• _What the task asks_
Across the records below, how many lines include the word "PlainCss"? State only the number.

Saved entries:
++++++
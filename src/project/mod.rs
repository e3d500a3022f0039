//! Project configuration and context types
//!
//! `detect` sniffs the framework, styling system and component library of a
//! front-end project; `analysis` turns the project tree into a
//! [`ProjectContext`] that the context manager packs into the prompt.

pub mod analysis;
pub mod components;
pub mod detect;

use serde::{Deserialize, Serialize};
use std::collections::BTreeMap;
use std::fmt;

pub use analysis::{analyze_project, AnalysisLimits};
pub use detect::detect_configuration;

/// Front-end framework of the target project
#[derive(Debug, Clone, Copy, PartialEq, Eq, Hash, Serialize, Deserialize, Default)]
#[serde(rename_all = "kebab-case")]
pub enum Framework {
    NextJs,
    React,
    Vue,
    Svelte,
    Angular,
    #[default]
    Unknown,
}

impl Framework {
    pub fn from_name(name: &str) -> Self {
        match name.to_lowercase().replace(['.', ' ', '_'], "-").as_str() {
            "next" | "nextjs" | "next-js" => Framework::NextJs,
            "react" => Framework::React,
            "vue" | "nuxt" | "vuejs" => Framework::Vue,
            "svelte" | "sveltekit" => Framework::Svelte,
            "angular" => Framework::Angular,
            _ => Framework::Unknown,
        }
    }

    pub fn name(&self) -> &'static str {
        match self {
            Framework::NextJs => "Next.js",
            Framework::React => "React",
            Framework::Vue => "Vue",
            Framework::Svelte => "Svelte",
            Framework::Angular => "Angular",
            Framework::Unknown => "Unknown",
        }
    }

    /// File extension generated components should use
    pub fn component_extension(&self, typescript: bool) -> &'static str {
        match (self, typescript) {
            (Framework::Vue, _) => "vue",
            (Framework::Svelte, _) => "svelte",
            (Framework::Angular, _) => "ts",
            (_, true) => "tsx",
            (_, false) => "jsx",
        }
    }
}

impl fmt::Display for Framework {
    fn fmt(&self, f: &mut fmt::Formatter<'_>) -> fmt::Result {
        write!(f, "{}", self.name())
    }
}

/// Styling approach of the target project
#[derive(Debug, Clone, Copy, PartialEq, Eq, Hash, Serialize, Deserialize, Default)]
#[serde(rename_all = "kebab-case")]
pub enum StylingSystem {
    Tailwind,
    ChakraUi,
    MaterialUi,
    StyledComponents,
    Emotion,
    CssModules,
    PlainCss,
    #[default]
    Unknown,
}

impl StylingSystem {
    pub fn from_name(name: &str) -> Self {
        match name.to_lowercase().replace(['.', ' ', '_'], "-").as_str() {
            "tailwind" | "tailwindcss" | "tailwind-css" => StylingSystem::Tailwind,
            "chakra" | "chakra-ui" | "chakraui" => StylingSystem::ChakraUi,
            "mui" | "material-ui" | "materialui" | "material" => StylingSystem::MaterialUi,
            "styled-components" | "styled" => StylingSystem::StyledComponents,
            "emotion" => StylingSystem::Emotion,
            "css-modules" | "cssmodules" => StylingSystem::CssModules,
            "css" | "plain-css" | "plaincss" => StylingSystem::PlainCss,
            _ => StylingSystem::Unknown,
        }
    }

    pub fn name(&self) -> &'static str {
        match self {
            StylingSystem::Tailwind => "Tailwind CSS",
            StylingSystem::ChakraUi => "Chakra UI",
            StylingSystem::MaterialUi => "Material UI",
            StylingSystem::StyledComponents => "styled-components",
            StylingSystem::Emotion => "Emotion",
            StylingSystem::CssModules => "CSS Modules",
            StylingSystem::PlainCss => "CSS",
            StylingSystem::Unknown => "Unknown",
        }
    }

    /// Lower-case spellings that identify this system in free text
    pub fn aliases(&self) -> &'static [&'static str] {
        match self {
            StylingSystem::Tailwind => &["tailwind"],
            StylingSystem::ChakraUi => &["chakra"],
            StylingSystem::MaterialUi => &["material-ui", "material ui", "@mui", "mui"],
            StylingSystem::StyledComponents => &["styled-components", "styled components"],
            StylingSystem::Emotion => &["emotion"],
            StylingSystem::CssModules => &["css modules", "module.css"],
            StylingSystem::PlainCss => &[],
            StylingSystem::Unknown => &[],
        }
    }

    /// Whether `text` names this styling system, by display name or alias
    pub fn is_named_in(&self, text: &str) -> bool {
        if *self == StylingSystem::Unknown {
            return false;
        }
        let lower = text.to_lowercase();
        lower.contains(&self.name().to_lowercase())
            || self.aliases().iter().any(|alias| lower.contains(alias))
    }
}

impl fmt::Display for StylingSystem {
    fn fmt(&self, f: &mut fmt::Formatter<'_>) -> fmt::Result {
        write!(f, "{}", self.name())
    }
}

/// UI component library in use, if any
#[derive(Debug, Clone, Copy, PartialEq, Eq, Hash, Serialize, Deserialize, Default)]
#[serde(rename_all = "kebab-case")]
pub enum ComponentLibrary {
    ShadcnUi,
    ChakraUi,
    MaterialUi,
    AntDesign,
    HeadlessUi,
    RadixUi,
    #[default]
    None,
}

impl ComponentLibrary {
    pub fn from_name(name: &str) -> Self {
        match name.to_lowercase().replace(['.', ' ', '_', '/'], "-").as_str() {
            "shadcn" | "shadcn-ui" => ComponentLibrary::ShadcnUi,
            "chakra" | "chakra-ui" => ComponentLibrary::ChakraUi,
            "mui" | "material-ui" | "material" => ComponentLibrary::MaterialUi,
            "antd" | "ant-design" => ComponentLibrary::AntDesign,
            "headless" | "headlessui" | "headless-ui" => ComponentLibrary::HeadlessUi,
            "radix" | "radix-ui" => ComponentLibrary::RadixUi,
            _ => ComponentLibrary::None,
        }
    }

    pub fn name(&self) -> &'static str {
        match self {
            ComponentLibrary::ShadcnUi => "shadcn/ui",
            ComponentLibrary::ChakraUi => "Chakra UI",
            ComponentLibrary::MaterialUi => "Material UI",
            ComponentLibrary::AntDesign => "Ant Design",
            ComponentLibrary::HeadlessUi => "Headless UI",
            ComponentLibrary::RadixUi => "Radix UI",
            ComponentLibrary::None => "None",
        }
    }

    /// Import paths generated code may use
    pub fn import_paths(&self) -> &'static [&'static str] {
        match self {
            ComponentLibrary::ShadcnUi => &[
                "@/components/ui/button",
                "@/components/ui/card",
                "@/components/ui/input",
                "@/components/ui/dialog",
                "@/lib/utils",
            ],
            ComponentLibrary::ChakraUi => &["@chakra-ui/react"],
            ComponentLibrary::MaterialUi => &["@mui/material", "@mui/icons-material"],
            ComponentLibrary::AntDesign => &["antd", "@ant-design/icons"],
            ComponentLibrary::HeadlessUi => &["@headlessui/react"],
            ComponentLibrary::RadixUi => &["@radix-ui/react-dialog", "@radix-ui/react-slot"],
            ComponentLibrary::None => &[],
        }
    }
}

impl fmt::Display for ComponentLibrary {
    fn fmt(&self, f: &mut fmt::Formatter<'_>) -> fmt::Result {
        write!(f, "{}", self.name())
    }
}

/// How generated code should express styling
#[derive(Debug, Clone, Copy, PartialEq, Eq, Serialize, Deserialize, Default)]
#[serde(rename_all = "kebab-case")]
pub enum GenerationStrategy {
    UtilityClasses,
    ComponentProps,
    CssInJs,
    ScopedStylesheets,
    #[default]
    Generic,
}

impl GenerationStrategy {
    pub fn for_styling(styling: StylingSystem, library: ComponentLibrary) -> Self {
        match (styling, library) {
            (StylingSystem::ChakraUi | StylingSystem::MaterialUi, _) => {
                GenerationStrategy::ComponentProps
            }
            (
                _,
                ComponentLibrary::ChakraUi
                | ComponentLibrary::MaterialUi
                | ComponentLibrary::AntDesign,
            ) => GenerationStrategy::ComponentProps,
            (StylingSystem::Tailwind, _) => GenerationStrategy::UtilityClasses,
            (StylingSystem::StyledComponents | StylingSystem::Emotion, _) => {
                GenerationStrategy::CssInJs
            }
            (StylingSystem::CssModules | StylingSystem::PlainCss, _) => {
                GenerationStrategy::ScopedStylesheets
            }
            (StylingSystem::Unknown, _) => GenerationStrategy::Generic,
        }
    }

    pub fn name(&self) -> &'static str {
        match self {
            GenerationStrategy::UtilityClasses => "utility-classes",
            GenerationStrategy::ComponentProps => "component-props",
            GenerationStrategy::CssInJs => "css-in-js",
            GenerationStrategy::ScopedStylesheets => "scoped-stylesheets",
            GenerationStrategy::Generic => "generic",
        }
    }
}

impl fmt::Display for GenerationStrategy {
    fn fmt(&self, f: &mut fmt::Formatter<'_>) -> fmt::Result {
        write!(f, "{}", self.name())
    }
}

/// Detected configuration of a front-end project
#[derive(Debug, Clone, Default, Serialize, Deserialize)]
pub struct ProjectConfiguration {
    pub framework: Framework,
    pub styling_system: StylingSystem,
    pub component_library: ComponentLibrary,
    pub typescript: bool,
    pub confidence_score: f32,
    #[serde(default)]
    pub compatibility_issues: Vec<String>,
    pub generation_strategy: GenerationStrategy,
}

/// A reusable component found in the project
#[derive(Debug, Clone, Default, PartialEq, Serialize, Deserialize)]
pub struct ComponentInfo {
    pub name: String,
    #[serde(default)]
    pub purpose: String,
    #[serde(default)]
    pub props: Vec<String>,
}

/// Summary of the project's layout
#[derive(Debug, Clone, Default, PartialEq, Serialize, Deserialize)]
pub struct ProjectStructure {
    #[serde(default)]
    pub directories: Vec<String>,
    #[serde(default)]
    pub component_count: usize,
    #[serde(default)]
    pub key_features: Vec<String>,
}

/// Design tokens grouped by kind (`colors`, `spacing`, `typography`, ...)
pub type DesignTokens = BTreeMap<String, Vec<String>>;

/// Everything the context manager may draw fragments from
#[derive(Debug, Clone, Default, Serialize, Deserialize)]
pub struct ProjectContext {
    #[serde(default)]
    pub design_tokens: Option<DesignTokens>,
    #[serde(default)]
    pub framework: Option<String>,
    #[serde(default)]
    pub styling: Option<String>,
    #[serde(default)]
    pub typescript: bool,
    #[serde(default)]
    pub components: Vec<ComponentInfo>,
    #[serde(default)]
    pub project_structure: Option<ProjectStructure>,
    #[serde(default)]
    pub available_imports: Vec<String>,
}

#[cfg(test)]
mod tests {
    use super::*;

    #[test]
    fn test_framework_from_name() {
        assert_eq!(Framework::from_name("Next.js"), Framework::NextJs);
        assert_eq!(Framework::from_name("nuxt"), Framework::Vue);
        assert_eq!(Framework::from_name("elm"), Framework::Unknown);
    }

    #[test]
    fn test_styling_aliases_match_free_text() {
        assert!(StylingSystem::ChakraUi.is_named_in("Use bg-blue-500 with Chakra's Box"));
        assert!(!StylingSystem::Tailwind.is_named_in("Chakra Box"));
        assert!(StylingSystem::PlainCss.is_named_in("Global CSS helpers"));
        assert!(!StylingSystem::Unknown.is_named_in("unknown styling"));
    }

    #[test]
    fn test_generation_strategy_prefers_component_libraries() {
        assert_eq!(
            GenerationStrategy::for_styling(StylingSystem::Tailwind, ComponentLibrary::AntDesign),
            GenerationStrategy::ComponentProps
        );
        assert_eq!(
            GenerationStrategy::for_styling(StylingSystem::Tailwind, ComponentLibrary::ShadcnUi),
            GenerationStrategy::UtilityClasses
        );
    }

    #[test]
    fn test_project_context_deserializes_partial_json() {
        let json = r#"{"framework": "React", "components": [{"name": "Button"}]}"#;
        let ctx: ProjectContext = serde_json::from_str(json).unwrap();
        assert_eq!(ctx.framework.as_deref(), Some("React"));
        assert_eq!(ctx.components[0].name, "Button");
        assert!(ctx.design_tokens.is_none());
    }
}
++++++
• _Exercise result_
6